En septembre 2024, en ultime recours, les habitants de la rive sud de la Galiotte lancent une pétition en ligne. À ce jour, la demande collective a recueilli quelque 3400 signatures.
Inspirés de cabanes similaires observées au Canada, les chalets de l’étang s’apparentent à d’autres habitats populaires en France et en Europe. Ainsi des cabanons de pêcheurs du hameau de Beauduc, en Camargue, dont certains avaient été détruits en application de la loi Littoral en novembre 2004. Ce petit village de cabanoniers, en compagnie des flamants roses entre mer et marais salants, abritait deux restaurants, Marc et Mireille et Chez Juju, servant des produits de la mer pêchés sur place – poisson frais et tellines.

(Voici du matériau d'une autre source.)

use crate::database::{DbError, SqlitePool};
use crate::queue::Job;
use crate::worker::JobHandler;
use async_trait::async_trait;
use chrono::Utc;
use serde::{Deserialize, Serialize};
use tracing::info;

/// A user notification to be durably created.
#[derive(Debug, Clone, Serialize, Deserialize)]
pub struct NewNotification {
    pub user_id: String,
    pub kind: String,
    pub title: String,
    pub body: String,
    #[serde(default)]
    pub link: Option<String>,
}

pub struct NotificationStore;

impl NotificationStore {
    /// Durable write of one notification; its retry policy is the
    /// notification queue's, independent of the analysis job.
    ///
    /// # Errors
    ///
    /// Returns an error if the insert fails.
    pub async fn create(
        pool: &SqlitePool,
        notification: &NewNotification,
    ) -> Result<i64, DbError> {
        let id = sqlx::query_scalar(
            "INSERT INTO notifications (user_id, kind, title, body, link, created_at) \
             VALUES (?, ?, ?, ?, ?, ?) RETURNING id",
        )
        .bind(&notification.user_id)
        .bind(&notification.kind)
        .bind(&notification.title)
        .bind(&notification.body)
        .bind(&notification.link)
        .bind(Utc::now())
        .fetch_one(pool)
        .await?;
        Ok(id)
    }

    /// # Errors
    ///
    /// Returns an error if the query fails.
    pub async fn count_for_user(pool: &SqlitePool, user_id: &str) -> Result<i64, DbError> {
        let count = sqlx::query_scalar("SELECT COUNT(*) FROM notifications WHERE user_id = ?")
            .bind(user_id)
            .fetch_one(pool)
            .await?;
        Ok(count)
    }
}

/// Handler for the notification queue.
pub struct NotificationHandler {
    pool: SqlitePool,
}

impl NotificationHandler {
    #[must_use]
    pub fn new(pool: SqlitePool) -> Self {
        Self { pool }
    }
}

#[async_trait]
impl JobHandler for NotificationHandler {
    async fn handle(&self, job: &Job) -> color_eyre::Result<()> {
        let notification: NewNotification = job.payload_as()?;
        let id = NotificationStore::create(&self.pool, &notification).await?;
        info!(
            "🔔 Created notification {} for user {}.",
            id, notification.user_id
        );
        Ok(())
    }
}
use serde_json::Value;
use std::sync::Arc;
use tokio::sync::broadcast;
use tracing::debug;

/// One realtime notice addressed to a user, fanned out over a broadcast
/// channel. The API layer bridges subscriptions onto user sockets.
#[derive(Clone, Debug)]
pub struct RealtimeEvent {
    pub user_id: String,
    pub event: String,
    pub payload: Value,
}

/// Process-wide realtime transmitter. Delivery is fire-and-forget and
/// at-most-once; emitting never fails the caller.
#[derive(Clone)]
pub struct RealtimeHub {
    tx: broadcast::Sender<Arc<RealtimeEvent>>,
}

impl RealtimeHub {
    #[must_use]
    pub fn new() -> Self {
        let (tx, _) = broadcast::channel(100);
        Self { tx }
    }

    /// Emits an event to a user. A send error only means nobody is
    /// subscribed right now.
    pub fn emit(&self, user_id: &str, event: &str, payload: Value) {
        debug!("Realtime emit '{}' for user {}.", event, user_id);
        let _ = self.tx.send(Arc::new(RealtimeEvent {
            user_id: user_id.to_owned(),
            event: event.to_owned(),
            payload,
        }));
    }

    #[must_use]
    pub fn subscribe(&self) -> broadcast::Receiver<Arc<RealtimeEvent>> {
        self.tx.subscribe()
    }
}

impl Default for RealtimeHub {
    fn default() -> Self {
        Self::new()
    }
}
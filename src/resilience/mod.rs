mod breaker;
mod events;
mod http;

pub use breaker::{BreakerConfig, BreakerError, BreakerRegistry, BreakerState};
pub use events::{ResilienceEvent, ResilienceEvents};
pub use http::{CallOptions, RequestError, ResilientClient};
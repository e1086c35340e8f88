use crate::resilience::events::{ResilienceEvent, ResilienceEvents};
use std::collections::HashMap;
use std::sync::Mutex;
use std::time::{Duration, Instant};
use thiserror::Error;
use tracing::{info, warn};

#[derive(Debug, Error)]
pub enum BreakerError {
    #[error("circuit for '{dependency}' is open, not attempting call")]
    Open { dependency: String },
}

#[derive(Clone, Copy, Debug, PartialEq, Eq)]
pub enum BreakerState {
    Closed,
    Open,
    HalfOpen,
}

#[derive(Clone, Copy, Debug)]
pub struct BreakerConfig {
    /// Consecutive failures before the circuit opens.
    pub failure_threshold: u32,
    /// How long an open circuit rejects calls before allowing one trial.
    pub reset_timeout: Duration,
}

impl Default for BreakerConfig {
    fn default() -> Self {
        Self {
            failure_threshold: 5,
            reset_timeout: Duration::from_secs(60),
        }
    }
}

#[derive(Debug)]
struct Breaker {
    state: BreakerState,
    consecutive_failures: u32,
    opened_at: Option<Instant>,
    /// A half-open circuit admits exactly one in-flight trial call.
    trial_in_flight: bool,
}

impl Breaker {
    const fn new() -> Self {
        Self {
            state: BreakerState::Closed,
            consecutive_failures: 0,
            opened_at: None,
            trial_in_flight: false,
        }
    }
}

/// Registry of circuit breakers, keyed by dependency name.
///
/// State is process-wide and shared by every worker calling a dependency; it
/// rebuilds as `Closed` on restart. All transitions happen under one mutex so
/// concurrent workers observe and trip the breaker consistently.
pub struct BreakerRegistry {
    config: BreakerConfig,
    events: ResilienceEvents,
    breakers: Mutex<HashMap<String, Breaker>>,
}

impl BreakerRegistry {
    #[must_use]
    pub fn new(config: BreakerConfig, events: ResilienceEvents) -> Self {
        Self {
            config,
            events,
            breakers: Mutex::new(HashMap::new()),
        }
    }

    /// Checks whether a call to `dependency` may proceed.
    ///
    /// While open, calls are rejected until `reset_timeout` has elapsed, at
    /// which point the breaker moves to half-open and admits a single trial.
    /// The caller must report the outcome through [`Self::record_success`] or
    /// [`Self::record_failure`].
    ///
    /// # Errors
    ///
    /// Returns [`BreakerError::Open`] when the circuit is rejecting calls.
    pub fn try_acquire(&self, dependency: &str) -> Result<(), BreakerError> {
        let mut breakers = self.breakers.lock().expect("breaker mutex poisoned");
        let breaker = breakers
            .entry(dependency.to_owned())
            .or_insert_with(Breaker::new);

        match breaker.state {
            BreakerState::Closed => Ok(()),
            BreakerState::Open => {
                let elapsed = breaker
                    .opened_at
                    .map_or(Duration::ZERO, |opened_at| opened_at.elapsed());
                if elapsed >= self.config.reset_timeout {
                    info!("Circuit for '{}' moving to half-open.", dependency);
                    breaker.state = BreakerState::HalfOpen;
                    breaker.trial_in_flight = true;
                    Ok(())
                } else {
                    Err(BreakerError::Open {
                        dependency: dependency.to_owned(),
                    })
                }
            }
            BreakerState::HalfOpen => {
                if breaker.trial_in_flight {
                    Err(BreakerError::Open {
                        dependency: dependency.to_owned(),
                    })
                } else {
                    breaker.trial_in_flight = true;
                    Ok(())
                }
            }
        }
    }

    /// Records a successful call, closing the circuit if it was half-open.
    pub fn record_success(&self, dependency: &str) {
        let mut breakers = self.breakers.lock().expect("breaker mutex poisoned");
        let breaker = breakers
            .entry(dependency.to_owned())
            .or_insert_with(Breaker::new);

        match breaker.state {
            BreakerState::Closed => breaker.consecutive_failures = 0,
            BreakerState::HalfOpen => {
                info!("Circuit for '{}' closed after trial success.", dependency);
                breaker.state = BreakerState::Closed;
                breaker.consecutive_failures = 0;
                breaker.opened_at = None;
                breaker.trial_in_flight = false;
                self.events.publish(ResilienceEvent::BreakerClosed {
                    dependency: dependency.to_owned(),
                });
            }
            BreakerState::Open => {}
        }
    }

    /// Records a failed call, opening the circuit when the threshold is hit
    /// or a half-open trial fails.
    pub fn record_failure(&self, dependency: &str) {
        let mut breakers = self.breakers.lock().expect("breaker mutex poisoned");
        let breaker = breakers
            .entry(dependency.to_owned())
            .or_insert_with(Breaker::new);

        match breaker.state {
            BreakerState::Closed => {
                breaker.consecutive_failures += 1;
                if breaker.consecutive_failures >= self.config.failure_threshold {
                    warn!(
                        "Circuit for '{}' opened after {} consecutive failures.",
                        dependency, breaker.consecutive_failures
                    );
                    breaker.state = BreakerState::Open;
                    breaker.opened_at = Some(Instant::now());
                    self.events.publish(ResilienceEvent::BreakerOpened {
                        dependency: dependency.to_owned(),
                    });
                }
            }
            BreakerState::HalfOpen => {
                warn!("Circuit for '{}' re-opened after trial failure.", dependency);
                breaker.state = BreakerState::Open;
                breaker.opened_at = Some(Instant::now());
                breaker.trial_in_flight = false;
                self.events.publish(ResilienceEvent::BreakerOpened {
                    dependency: dependency.to_owned(),
                });
            }
            BreakerState::Open => {}
        }
    }

    #[must_use]
    pub fn state(&self, dependency: &str) -> BreakerState {
        let breakers = self.breakers.lock().expect("breaker mutex poisoned");
        breakers
            .get(dependency)
            .map_or(BreakerState::Closed, |b| b.state)
    }
}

Du côté des landes de Gascogne, en Gironde, le bassin d’Arcachon abrite depuis les années 1940 les célèbres cabanes tchanquées, construites sur pilotis et accessibles en bateau ou à pied à marée basse. Citons aussi, sur les voies fluviales, les incontournables péniches habitables Freycinet, dont près des deux tiers (60 %, soit environ 1500 embarcations) sont situés en région parisienne (315 dans la capitale).

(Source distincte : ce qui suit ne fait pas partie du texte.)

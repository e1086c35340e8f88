mod get_settings;
mod structs;

pub use get_settings::{load_app_settings, settings};
pub use structs::*;
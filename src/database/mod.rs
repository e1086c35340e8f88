mod error;

pub use error::DbError;

use sqlx::sqlite::{SqliteConnectOptions, SqliteJournalMode, SqlitePoolOptions};
use sqlx::{Pool, Sqlite};
use std::str::FromStr;
use std::time::Duration;
use tracing::info;

pub type SqlitePool = Pool<Sqlite>;

pub static MIGRATOR: sqlx::migrate::Migrator = sqlx::migrate!("./migrations");

/// Run migrations and get a database connection pool.
///
/// # Errors
///
/// * Returns an error if the database URL cannot be parsed.
/// * Returns an error if the database connection fails.
/// * Returns an error if migrations fail.
pub async fn get_db_pool(
    url: &str,
    max_connections: u32,
    acquire_timeout: Duration,
) -> color_eyre::Result<SqlitePool> {
    info!("Connecting to database.");
    let options = SqliteConnectOptions::from_str(url)?
        .create_if_missing(true)
        .journal_mode(SqliteJournalMode::Wal)
        .busy_timeout(Duration::from_secs(5));
    let pool = SqlitePoolOptions::new()
        .max_connections(max_connections)
        .acquire_timeout(acquire_timeout)
        .connect_with(options)
        .await?;
    MIGRATOR.run(&pool).await?;
    Ok(pool)
}
use clap::Parser;
use color_eyre::Result;
use std::sync::Arc;
use std::time::Duration;
use tracing::{info, warn};
use tracing_subscriber::EnvFilter;
use veristream_pipeline::analysis::AnalysisHandler;
use veristream_pipeline::database::get_db_pool;
use veristream_pipeline::detector::{DetectorClient, DetectorConfig};
use veristream_pipeline::fanout::{AnalyticsHandler, NotificationHandler, RealtimeHub};
use veristream_pipeline::queue::QueueName;
use veristream_pipeline::resilience::{BreakerConfig, BreakerRegistry, ResilienceEvents};
use veristream_pipeline::settings::settings;
use veristream_pipeline::worker::{QueueConfig, WorkerPool};

#[derive(Parser, Debug)]
#[command(version, about, long_about = None)]
struct Args {
    /// Also run the analysis pool on this worker process (the notification
    /// and analytics pools always run).
    #[clap(long, default_value_t = true, action = clap::ArgAction::Set)]
    analysis: bool,
}

#[tokio::main]
async fn main() -> Result<()> {
    color_eyre::install()?;
    let args = Args::parse();

    let settings = settings();
    tracing_subscriber::fmt()
        .with_env_filter(
            EnvFilter::try_from_default_env()
                .unwrap_or_else(|_| EnvFilter::new(settings.logging.level.clone())),
        )
        .init();

    let pool = get_db_pool(
        &settings.database.url,
        settings.database.max_connections,
        Duration::from_secs(settings.database.acquire_timeout),
    )
    .await?;

    let events = ResilienceEvents::new();
    let breaker = Arc::new(BreakerRegistry::new(
        BreakerConfig {
            failure_threshold: settings.breaker.failure_threshold,
            reset_timeout: Duration::from_secs(settings.breaker.reset_timeout_secs),
        },
        events.clone(),
    ));
    let detector = DetectorClient::new(
        DetectorConfig {
            service_url: settings.detector.service_url.clone(),
            api_key: settings.detector.api_key.clone(),
            timeout: Duration::from_millis(settings.detector.timeout_ms),
            max_retries: settings.detector.max_retries,
            fallback_to_stub: settings.detector.fallback_to_stub,
        },
        breaker,
        events,
    )?;

    if detector.is_noop() {
        info!("Detector is disabled; analyses will use the local stub.");
    } else {
        match detector.health_check().await {
            Ok(health) => info!(
                "Detector healthy: status '{}', model loaded: {}.",
                health.status, health.model_loaded
            ),
            Err(e) => warn!("Detector health check failed: {}", e),
        }
    }

    let realtime = RealtimeHub::new();
    let mut pools = Vec::new();

    if args.analysis {
        pools.push(WorkerPool::start(
            pool.clone(),
            QueueName::Analysis,
            QueueConfig::from_settings(&settings.queues.analysis),
            Arc::new(AnalysisHandler::new(
                pool.clone(),
                detector.clone(),
                realtime.clone(),
            )),
        ));
    }
    pools.push(WorkerPool::start(
        pool.clone(),
        QueueName::Notification,
        QueueConfig::from_settings(&settings.queues.notification),
        Arc::new(NotificationHandler::new(pool.clone())),
    ));
    pools.push(WorkerPool::start(
        pool.clone(),
        QueueName::Analytics,
        QueueConfig::from_settings(&settings.queues.analytics),
        Arc::new(AnalyticsHandler::new(pool.clone())),
    ));

    info!("Worker pools started, waiting for jobs.");
    tokio::signal::ctrl_c().await?;
    info!("Shutting down worker pools.");
    for worker_pool in pools {
        worker_pool.shutdown().await;
    }

    Ok(())
}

Le marché du tourisme a su s’inspirer de ces habitats insolites, parfois traditionnels (maisons flottantes aux Pays-Bas), en proposant à la location, le temps d’un séjour, de petites cabanes sur l’eau : chalets sur pilotis des lacs de Savoie (lac du Bourget), cabanes sur l’eau en Bretagne...
La Galiotte est un étang de 25 hectares implanté dans l’actuel parc du Peuple de l’herbe à Carrières-sous-Poissy. Comme d’autres étangs de la zone, il s’est formé sur d’anciennes sablières, gravières et ballastières exploitées à partir de 1957 par différentes compagnies – Le Sable du Bassin parisien, puis GSM. Dans la décennie qui suit, les carrières délaissées, situées sous le niveau de la nappe phréatique, s’inondent peu à peu pour former deux plans d’eau, l’étang de la Galiotte (inondé dans les années 1960) puis l’étang de la Vieille Ferme, plus récent (années 1980). S’ensuivent, au début des années 1990, des travaux de remblaiement des vastes excavations, notamment avec des déblais de chantiers de démolition dans la région. En parallèle, le site est inscrit à l’inventaire des anciens sites industriels et activités de services (BASIAS).
C’est sur cette zone que le Département décide d’installer l’actuel parc du Peuple de l’herbe. Ouvert au public en 2016, six ans après le lancement du projet, le parc du Peuple de l’herbe est un parc départemental de 113 hectares. Son élaboration s’inscrivait dans un projet d’urbanisation responsable : « accompagner le développement urbain en offrant un espace naturel de qualité, ouvert sur la Seine ». Le parc intègre des aménagements paysagers destinés à valoriser le patrimoine naturel du site, ainsi que des équipements de loisirs et de découvertes, en particulier une Maison des insectes et un observatoire de la faune aviaire. Le coût du chantier s’est élevé à 22 millions d’euros.